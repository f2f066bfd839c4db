//! Recorder module - best-effort persistence of completed rounds
//!
//! The session controller is synchronous and must never wait on storage. This
//! crate bridges it to an async result store:
//!
//! 1. **Submit**: the session hands a [`RecordTicket`](natty_core::RecordTicket)
//!    to [`RecorderRuntime`] through the `RecordSink` trait
//! 2. **Save**: the runtime spawns one tokio task per ticket that calls
//!    [`ResultRecorder::save`] exactly once (no retries)
//! 3. **Report**: the task sends a [`RecorderEvent`](natty_core::RecorderEvent)
//!    back over a channel; the intent loop polls it with
//!    [`RecorderRuntime::try_recv`] and feeds it to `Session::observe_recorder`
//!
//! # Stores
//!
//! - [`JsonlRecorder`]: appends one JSON object per round to a file
//! - [`MemoryRecorder`]: keeps records in memory, optionally failing every save
//!
//! # Environment Variables
//!
//! - `NATTY_RESULTS_PATH`: JSON-lines result log (default: "natty-results.jsonl")
//! - `NATTY_RECORDER_DISABLED`: set to "1" or "true" to keep results in memory only
//!
//! # Record Format
//!
//! ```text
//! {"image_url":"https://...","person_name":"Steve Reeves","is_natural":true,"user_guess":true,"was_correct":true,"score":1,"recorded_at":"2026-10-18T12:00:00+00:00"}
//! ```

pub mod config;
pub mod runtime;
pub mod store;

pub use natty_core as core;
pub use natty_types as types;

pub use config::RecorderConfig;
pub use runtime::RecorderRuntime;
pub use store::{JsonlRecorder, MemoryRecorder, RecorderError, ResultRecorder};
//! Natty or Not (workspace facade crate).
//!
//! Re-exports the member crates as `natty_or_not::{core, recorder, input, term, types}`
//! while the implementation lives in dedicated crates under `crates/`.

pub use natty_core as core;
pub use natty_input as input;
pub use natty_recorder as recorder;
pub use natty_term as term;
pub use natty_types as types;
//! Framebuffer and style types for terminal rendering.

/// 24-bit RGB color.
#[derive(Debug, Clone, Copy, PartialEq, Eq, Default)]
pub struct Rgb {
    pub r: u8,
    pub g: u8,
    pub b: u8,
}

impl Rgb {
    pub const fn new(r: u8, g: u8, b: u8) -> Self {
        Self { r, g, b }
    }
}

/// Minimal per-cell styling.
#[derive(Debug, Clone, Copy, PartialEq, Eq)]
pub struct CellStyle {
    pub fg: Rgb,
    pub bg: Rgb,
    pub bold: bool,
}

impl CellStyle {
    pub const fn fg(fg: Rgb) -> Self {
        Self {
            fg,
            bg: Rgb::new(0, 0, 0),
            bold: false,
        }
    }

    pub const fn bold(mut self) -> Self {
        self.bold = true;
        self
    }
}

impl Default for CellStyle {
    fn default() -> Self {
        Self::fg(Rgb::new(220, 220, 220))
    }
}

/// A single terminal cell.
#[derive(Debug, Clone, Copy, PartialEq, Eq)]
pub struct Cell {
    pub ch: char,
    pub style: CellStyle,
}

impl Default for Cell {
    fn default() -> Self {
        Self {
            ch: ' ',
            style: CellStyle::default(),
        }
    }
}

/// 2D framebuffer of styled character cells.
#[derive(Debug, Clone, PartialEq, Eq)]
pub struct FrameBuffer {
    width: u16,
    height: u16,
    cells: Vec<Cell>,
}

impl FrameBuffer {
    pub fn new(width: u16, height: u16) -> Self {
        let len = (width as usize) * (height as usize);
        Self {
            width,
            height,
            cells: vec![Cell::default(); len],
        }
    }

    pub fn width(&self) -> u16 {
        self.width
    }

    pub fn height(&self) -> u16 {
        self.height
    }

    fn idx(&self, x: u16, y: u16) -> Option<usize> {
        if x >= self.width || y >= self.height {
            return None;
        }
        Some((y as usize) * (self.width as usize) + (x as usize))
    }

    pub fn get(&self, x: u16, y: u16) -> Option<Cell> {
        self.idx(x, y).map(|i| self.cells[i])
    }

    pub fn put_char(&mut self, x: u16, y: u16, ch: char, style: CellStyle) {
        if let Some(i) = self.idx(x, y) {
            self.cells[i] = Cell { ch, style };
        }
    }

    /// Write `s` starting at `(x, y)`, clipped at the right edge.
    pub fn put_str(&mut self, x: u16, y: u16, s: &str, style: CellStyle) {
        for (dx, ch) in s.chars().enumerate() {
            let Ok(dx) = u16::try_from(dx) else { break };
            let cx = x.saturating_add(dx);
            if cx >= self.width {
                break;
            }
            self.put_char(cx, y, ch, style);
        }
    }

    /// Write `s` horizontally centered on row `y`.
    pub fn put_centered(&mut self, y: u16, s: &str, style: CellStyle) {
        let len = u16::try_from(s.chars().count()).unwrap_or(u16::MAX);
        let x = self.width.saturating_sub(len) / 2;
        self.put_str(x, y, s, style);
    }

    /// Plain text of one row (trailing spaces trimmed).
    pub fn row_text(&self, y: u16) -> String {
        let row: String = (0..self.width)
            .filter_map(|x| self.get(x, y))
            .map(|cell| cell.ch)
            .collect();
        row.trim_end().to_string()
    }

    /// Plain text of the whole buffer, one line per row.
    pub fn text(&self) -> String {
        (0..self.height)
            .map(|y| self.row_text(y))
            .collect::<Vec<_>>()
            .join("\n")
    }
}

/// Greedy word wrap. Words longer than `width` are split.
pub fn wrap_text(text: &str, width: usize) -> Vec<String> {
    let width = width.max(1);
    let mut lines = Vec::new();
    let mut current = String::new();

    for word in text.split_whitespace() {
        let mut word = word.to_string();
        while word.chars().count() > width {
            if !current.is_empty() {
                lines.push(std::mem::take(&mut current));
            }
            let head: String = word.chars().take(width).collect();
            word = word.chars().skip(width).collect();
            lines.push(head);
        }

        let needed = if current.is_empty() {
            word.chars().count()
        } else {
            current.chars().count() + 1 + word.chars().count()
        };
        if needed > width && !current.is_empty() {
            lines.push(std::mem::take(&mut current));
        }
        if !current.is_empty() {
            current.push(' ');
        }
        current.push_str(&word);
    }

    if !current.is_empty() {
        lines.push(current);
    }
    lines
}

#[cfg(test)]
mod tests {
    use super::*;

    #[test]
    fn put_str_clips_at_edge() {
        let mut fb = FrameBuffer::new(4, 1);
        fb.put_str(2, 0, "abc", CellStyle::default());
        assert_eq!(fb.row_text(0), "  ab");
    }

    #[test]
    fn put_centered_centers() {
        let mut fb = FrameBuffer::new(7, 1);
        fb.put_centered(0, "abc", CellStyle::default());
        assert_eq!(fb.row_text(0), "  abc");
    }

    #[test]
    fn out_of_bounds_writes_are_ignored() {
        let mut fb = FrameBuffer::new(2, 2);
        fb.put_char(5, 5, 'x', CellStyle::default());
        assert_eq!(fb.text(), "\n");
    }

    #[test]
    fn wrap_respects_width() {
        let lines = wrap_text("the quick brown fox jumps", 10);
        assert_eq!(lines, ["the quick", "brown fox", "jumps"]);
        assert!(lines.iter().all(|l| l.chars().count() <= 10));
    }

    #[test]
    fn wrap_splits_long_words() {
        assert_eq!(wrap_text("abcdefgh ij", 3), ["abc", "def", "gh", "ij"]);
    }
}
//! RNG module - injectable random sources for deck shuffling
//!
//! The session only ever asks for bounded integers, so any source that can
//! produce a `u32` stream plugs in. [`SimpleRng`] is a seeded LCG used for
//! deterministic tests and reproducible play; [`SimpleRng::from_entropy`]
//! seeds it from the OS for normal play.

/// Source of uniformly distributed integers.
pub trait RandomSource {
    /// Generate next random u32
    fn next_u32(&mut self) -> u32;

    /// Generate random value in range [0, max)
    ///
    /// Scales by the high bits of the draw; the low bits of an LCG have short
    /// periods. `max` must be non-zero.
    fn next_range(&mut self, max: u32) -> u32 {
        ((u64::from(self.next_u32()) * u64::from(max)) >> 32) as u32
    }

    /// Shuffle a slice in place using Fisher-Yates
    fn shuffle<T>(&mut self, slice: &mut [T])
    where
        Self: Sized,
    {
        for i in (1..slice.len()).rev() {
            let j = self.next_range((i + 1) as u32) as usize;
            slice.swap(i, j);
        }
    }
}

/// Simple LCG (Linear Congruential Generator) RNG
/// Uses constants from Numerical Recipes
#[derive(Debug, Clone)]
pub struct SimpleRng {
    state: u32,
}

impl SimpleRng {
    /// Create a new RNG with the given seed
    pub fn new(seed: u32) -> Self {
        // Avoid 0 seed which would produce all zeros
        let state = if seed == 0 { 1 } else { seed };
        Self { state }
    }

    /// Create an RNG seeded from the thread-local OS-backed generator.
    pub fn from_entropy() -> Self {
        Self::new(rand::random::<u32>())
    }
}

impl RandomSource for SimpleRng {
    fn next_u32(&mut self) -> u32 {
        // LCG formula: (a * state + c) mod m
        // Using Numerical Recipes constants: a=1664525, c=1013904223, m=2^32
        self.state = self.state.wrapping_mul(1664525).wrapping_add(1013904223);
        self.state
    }
}

impl Default for SimpleRng {
    fn default() -> Self {
        Self::new(1)
    }
}

#[cfg(test)]
mod tests {
    use super::*;

    #[test]
    fn test_rng_deterministic() {
        let mut rng1 = SimpleRng::new(12345);
        let mut rng2 = SimpleRng::new(12345);

        for _ in 0..100 {
            assert_eq!(rng1.next_u32(), rng2.next_u32());
        }
    }

    #[test]
    fn test_rng_different_seeds() {
        let mut rng1 = SimpleRng::new(12345);
        let mut rng2 = SimpleRng::new(54321);

        assert_ne!(rng1.next_u32(), rng2.next_u32());
    }

    #[test]
    fn test_zero_seed_is_coerced() {
        let mut zero = SimpleRng::new(0);
        let mut one = SimpleRng::new(1);
        assert_eq!(zero.next_u32(), one.next_u32());
    }

    #[test]
    fn test_next_range_stays_in_bounds() {
        let mut rng = SimpleRng::new(7);
        for max in 1..50 {
            assert!(rng.next_range(max) < max);
        }
    }

    #[test]
    fn test_two_element_shuffles_do_not_alternate() {
        let mut rng = SimpleRng::new(12345);
        let firsts: Vec<u8> = (0..64)
            .map(|_| {
                let mut pair = [0u8, 1];
                rng.shuffle(&mut pair);
                pair[0]
            })
            .collect();
        assert!(firsts.windows(2).any(|w| w[0] == w[1]));
        assert!(firsts.contains(&0) && firsts.contains(&1));
    }

    #[test]
    fn test_shuffle_keeps_every_element() {
        let mut rng = SimpleRng::new(99);
        let mut values: Vec<u32> = (0..32).collect();
        rng.shuffle(&mut values);
        values.sort_unstable();
        assert_eq!(values, (0..32).collect::<Vec<_>>());
    }
}
//! Deck module - one randomized pass over the catalog
//!
//! A deck stores catalog positions rather than items, so it can never hold an
//! item that is not in the catalog. Every position appears exactly once.

use crate::catalog::Catalog;
use crate::rng::RandomSource;

/// Ordered permutation of catalog positions.
#[derive(Debug, Clone, PartialEq, Eq, Default)]
pub struct Deck {
    order: Vec<usize>,
}

impl Deck {
    /// Deck in catalog order (no shuffling).
    pub fn in_order(catalog: &Catalog) -> Self {
        Self {
            order: (0..catalog.len()).collect(),
        }
    }

    pub fn len(&self) -> usize {
        self.order.len()
    }

    pub fn is_empty(&self) -> bool {
        self.order.is_empty()
    }

    /// Catalog position dealt at `position` in this deck.
    pub fn get(&self, position: usize) -> Option<usize> {
        self.order.get(position).copied()
    }

    pub fn order(&self) -> &[usize] {
        &self.order
    }
}

/// Produce a fresh random permutation of the catalog.
///
/// The catalog itself is untouched. A one-item catalog always yields the same
/// single-card deck.
pub fn shuffle<R: RandomSource>(catalog: &Catalog, rng: &mut R) -> Deck {
    let mut deck = Deck::in_order(catalog);
    rng.shuffle(&mut deck.order);
    deck
}

#[cfg(test)]
mod tests {
    use std::collections::HashSet;

    use super::*;
    use crate::rng::SimpleRng;
    use crate::types::Item;

    const THREE: &[Item] = &[
        Item::new("a", "a.jpg", true, "a"),
        Item::new("b", "b.jpg", false, "b"),
        Item::new("c", "c.jpg", true, "c"),
    ];

    #[test]
    fn shuffle_is_a_permutation() {
        let catalog = Catalog::physiques();
        let mut rng = SimpleRng::new(12345);
        for _ in 0..50 {
            let deck = shuffle(&catalog, &mut rng);
            let mut seen = deck.order().to_vec();
            seen.sort_unstable();
            assert_eq!(seen, (0..catalog.len()).collect::<Vec<_>>());
        }
    }

    #[test]
    fn same_seed_same_deck() {
        let catalog = Catalog::new(THREE);
        let a = shuffle(&catalog, &mut SimpleRng::new(42));
        let b = shuffle(&catalog, &mut SimpleRng::new(42));
        assert_eq!(a, b);
    }

    #[test]
    fn single_item_deck() {
        const ONE: &[Item] = &[Item::new("solo", "solo.jpg", true, "only one")];
        let deck = shuffle(&Catalog::new(ONE), &mut SimpleRng::new(3));
        assert_eq!(deck.order(), &[0]);
    }

    #[test]
    fn shuffling_eventually_changes_order() {
        let catalog = Catalog::physiques();
        let identity = Deck::in_order(&catalog);
        let mut rng = SimpleRng::new(1);
        let moved = (0..20).any(|_| shuffle(&catalog, &mut rng) != identity);
        assert!(moved);
    }

    #[test]
    fn builtin_catalog_decks_are_diverse() {
        // 8 items have 40320 orderings.
        let catalog = Catalog::physiques();
        let mut rng = SimpleRng::new(12345);
        let distinct: HashSet<Vec<usize>> = (0..20_000)
            .map(|_| shuffle(&catalog, &mut rng).order().to_vec())
            .collect();
        assert!(distinct.len() > 10_000, "only {} distinct decks", distinct.len());
    }

    #[test]
    fn get_past_end_is_none() {
        let deck = Deck::in_order(&Catalog::new(THREE));
        assert_eq!(deck.get(2), Some(2));
        assert_eq!(deck.get(3), None);
    }
}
════════════════
• _What the task asks_
Count every line of the data in which the word "else" appears, and report only the total.

• _Answer area_
3